An annoying sunbeam shone straight into his eyes, a dull pain was throbbing behind his forehead. His throat was excrutiatingly dry, he felt the stench of fat and spirits from last night lingering on him. For a minute he wished that the day before had been only a bad dream.

Gorban yanked his boots off. Then with a low moan he scrambled to his feet and slowly stripped himself out of the armour. In a few minutes he stood there shirtless, wearing only a faded breeches. He was yearning for a great tub of hot water to sink into it to feel nothing. Neither shame, nor doubt, nor remorse.

Blinking sleepily he entered the bath and his feet rooted into the door-step. Rebeca was leaning above the shallow pool made of grey marble, her lithe frame covered only with a thin sheet. The most beautiful frame he had ever laid his eyes on, thought Gorban. The sheet was short, showing her slender legs up to her thighs. Her hair in a loose bun, water drops glimmering on her bare shoulders and arms. Gorban simply couldn't resist, his admiring look greedly sweeping on her body.

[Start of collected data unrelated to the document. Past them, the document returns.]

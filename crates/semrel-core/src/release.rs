//! Release orchestration — the version and publish steps.
//!
//! [`ReleaseFlow`] sequences the two host-driven steps of a release:
//!
//! 1. **Version** — resolve the next version from the store and the
//!    requested bump kind; unless dry-running, persist it, create the
//!    version-bump commit, and create the annotated tag.
//! 2. **Publish** — run the optional external publish script, then push
//!    the branch and its tags together.
//!
//! Each step is a single external call; no step is retried. Any failure
//! aborts the remaining sequence. An unresolvable bump aborts a live run
//! before anything is written; on a dry run it logs and reports a skipped
//! outcome instead.

use std::process::Command;

use camino::{Utf8Path, Utf8PathBuf};
use semver::Version;
use serde::Serialize;
use thiserror::Error;
use tracing::{debug, info, instrument};

use crate::config::Config;
use crate::git;
use crate::provider::VersionProvider;
use crate::version;

// ──────────────────────────────────────────────
// Errors
// ──────────────────────────────────────────────

/// Errors from the release flow.
#[derive(Error, Debug)]
pub enum ReleaseError {
    /// The next version could not be resolved on a live run.
    #[error("cannot resolve next version from {previous:?} with bump {bump:?}")]
    UnresolvableBump {
        /// The stored previous version.
        previous: String,
        /// The requested bump kind.
        bump: String,
    },

    /// The external publish script failed.
    #[error("publish script {script} failed: {message}")]
    PublishScriptFailed {
        /// The configured script path.
        script: String,
        /// Captured stderr, or the spawn error.
        message: String,
    },

    /// Version store error.
    #[error(transparent)]
    Provider(#[from] crate::provider::ProviderError),

    /// Git error.
    #[error(transparent)]
    Git(#[from] crate::git::GitError),
}

/// Result alias for release operations.
pub type ReleaseResult<T> = Result<T, ReleaseError>;

// ──────────────────────────────────────────────
// Requests and outcomes
// ──────────────────────────────────────────────

/// A version-step request, as supplied by the host.
#[derive(Debug, Clone)]
pub struct VersionRequest {
    /// Requested bump kind (e.g. `"patch"`), still in host string form.
    pub bump: String,
    /// Compute and report without mutating anything.
    pub dry_run: bool,
    /// On a dry run, keep reporting down to the computed tag alone.
    pub quiet: bool,
}

impl VersionRequest {
    /// A live (mutating) request for the given bump kind.
    pub fn live(bump: impl Into<String>) -> Self {
        Self {
            bump: bump.into(),
            dry_run: false,
            quiet: false,
        }
    }

    /// A dry-run request for the given bump kind.
    pub fn dry_run(bump: impl Into<String>) -> Self {
        Self {
            bump: bump.into(),
            dry_run: true,
            quiet: false,
        }
    }
}

/// Outcome of the version step.
#[derive(Debug, Clone, Serialize)]
#[serde(rename_all = "snake_case", tag = "status")]
pub enum VersionOutcome {
    /// Dry run: the tag that would have been created. Nothing was mutated.
    DryRun {
        /// The computed (prefixed) tag.
        tag: String,
    },
    /// Live run: version written, bump commit and annotated tag created.
    Released {
        /// The new version.
        version: Version,
        /// The created tag.
        tag: String,
    },
    /// Dry run with an unresolvable bump: nothing to do.
    Skipped {
        /// Why no release was computed.
        reason: String,
    },
}

/// Outcome of the publish step.
#[derive(Debug, Clone, Serialize)]
pub struct PublishOutcome {
    /// The branch that was pushed.
    pub branch: String,
    /// The remote that was pushed to.
    pub remote: String,
    /// Whether the external publish script ran.
    pub script_ran: bool,
}

// ──────────────────────────────────────────────
// Flow
// ──────────────────────────────────────────────

/// Sequences version write, commit, tag, publish script, and push.
pub struct ReleaseFlow {
    provider: Box<dyn VersionProvider>,
    config: Config,
    root: Utf8PathBuf,
}

impl ReleaseFlow {
    /// Create a flow over an already-selected version provider.
    pub fn new(
        root: impl Into<Utf8PathBuf>,
        provider: Box<dyn VersionProvider>,
        config: Config,
    ) -> Self {
        Self {
            provider,
            config,
            root: root.into(),
        }
    }

    /// Read the previous version from the store.
    pub fn previous_version(&self) -> ReleaseResult<Version> {
        Ok(self.provider.previous_version()?)
    }

    /// Format the release tag for a version using the configured prefix.
    pub fn tag_for(&self, version: &Version) -> String {
        format!("{}{version}", self.config.tag_prefix)
    }

    /// Execute the version step.
    ///
    /// Order: resolve, then (live runs only) write the new version, create
    /// the bump commit, create the annotated tag. A dry run stops after
    /// resolution and reports the computed tag; an unresolvable bump is
    /// fatal on a live run and a logged no-op on a dry run.
    #[instrument(skip(self), fields(bump = %request.bump, dry_run = request.dry_run))]
    pub fn version(&self, request: &VersionRequest) -> ReleaseResult<VersionOutcome> {
        let previous = self.provider.previous_version()?;
        let previous = previous.to_string();

        let Some(next) = version::resolve(&previous, &request.bump) else {
            if request.dry_run {
                info!(%previous, bump = %request.bump, "no release computable, doing nothing");
                return Ok(VersionOutcome::Skipped {
                    reason: format!(
                        "no release computable from {previous} with bump {:?}",
                        request.bump
                    ),
                });
            }
            return Err(ReleaseError::UnresolvableBump {
                previous,
                bump: request.bump.clone(),
            });
        };

        info!(%next, "calculated new version");
        let tag = self.tag_for(&next);

        if request.dry_run {
            if request.quiet {
                debug!(%tag, "dry run");
            } else {
                info!(%tag, "would have published");
            }
            return Ok(VersionOutcome::DryRun { tag });
        }

        self.provider.write_version(&next)?;
        git::commit_all(&self.root, &format!("Bump version to: {tag} [skip ci]"))?;
        git::create_tag(&self.root, &tag, &format!("Update version to {tag}"))?;

        info!(%tag, "versioned repository");
        Ok(VersionOutcome::Released { version: next, tag })
    }

    /// Execute the publish step.
    ///
    /// Runs the publish script (when one is configured) as
    /// `<script> release <remote> <branch>`, then pushes the branch and
    /// its tags together. The branch is the current branch, falling back
    /// to the configured base branch when HEAD is detached.
    #[instrument(skip(self, publish_script))]
    pub fn publish(&self, publish_script: Option<&str>) -> ReleaseResult<PublishOutcome> {
        let branch = git::current_branch(&self.root)?
            .unwrap_or_else(|| self.config.base_branch.clone());
        let remote = self.config.remote.as_str();

        let script_ran = if let Some(script) = publish_script {
            info!(%script, "calling publish script");
            run_publish_script(&self.root, script, remote, &branch)?;
            true
        } else {
            info!("no publish script configured, skipping");
            false
        };

        info!(%remote, %branch, "pushing branch and tags");
        git::push(&self.root, remote, &branch)?;

        Ok(PublishOutcome {
            branch,
            remote: remote.to_string(),
            script_ran,
        })
    }
}

/// Invoke the publish script with the fixed argument shape.
fn run_publish_script(
    root: &Utf8Path,
    script: &str,
    remote: &str,
    branch: &str,
) -> ReleaseResult<()> {
    let output = Command::new(script)
        .args(["release", remote, branch])
        .current_dir(root.as_std_path())
        .output()
        .map_err(|e| ReleaseError::PublishScriptFailed {
            script: script.to_string(),
            message: format!("failed to execute: {e}"),
        })?;

    if !output.status.success() {
        let stderr = String::from_utf8_lossy(&output.stderr).trim().to_string();
        return Err(ReleaseError::PublishScriptFailed {
            script: script.to_string(),
            message: stderr,
        });
    }

    Ok(())
}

Rebeca straightened. Her graceful motion sent a shiver along Gorban's spine. The girl stared at him with wide eyes.

Rough, ragged scars – like abhorrent worms - wove the muscles on Gorban's shoulders. His skin was distorted around them. The wounds must have been deep, as if steel claws had torn his flesh some time ago.

Rebeca couldn't turn her gaze from him, and Gorban saw disgust and abhorrance in it. The honest, almost childish admiration was wiped out from his eyes. A flash of hurt and after that nothing but a reserved, ice-blue… emptiness. With a choking groan he stepped back and slammed the door. In a minute the door of their suite was shut too.

Gorban just went wherever his legs carried him to. He turned his head down, but didn't see the red marble floor before him. He could have bellowed in anguish, though if someone had asked him, he could't have told why. Somehow he got out of the palace. When the guards standing at the gate leant their bills for him, he lifted his blood-shot eyes.

A little square laid before him, paved with cobbles. On the other side of the square elegant palaces formed a line, homes of noble families. Only one building was different. A two storeyed house, it's wrought iron gate is opened invitingly. The inn adressed to the Mug.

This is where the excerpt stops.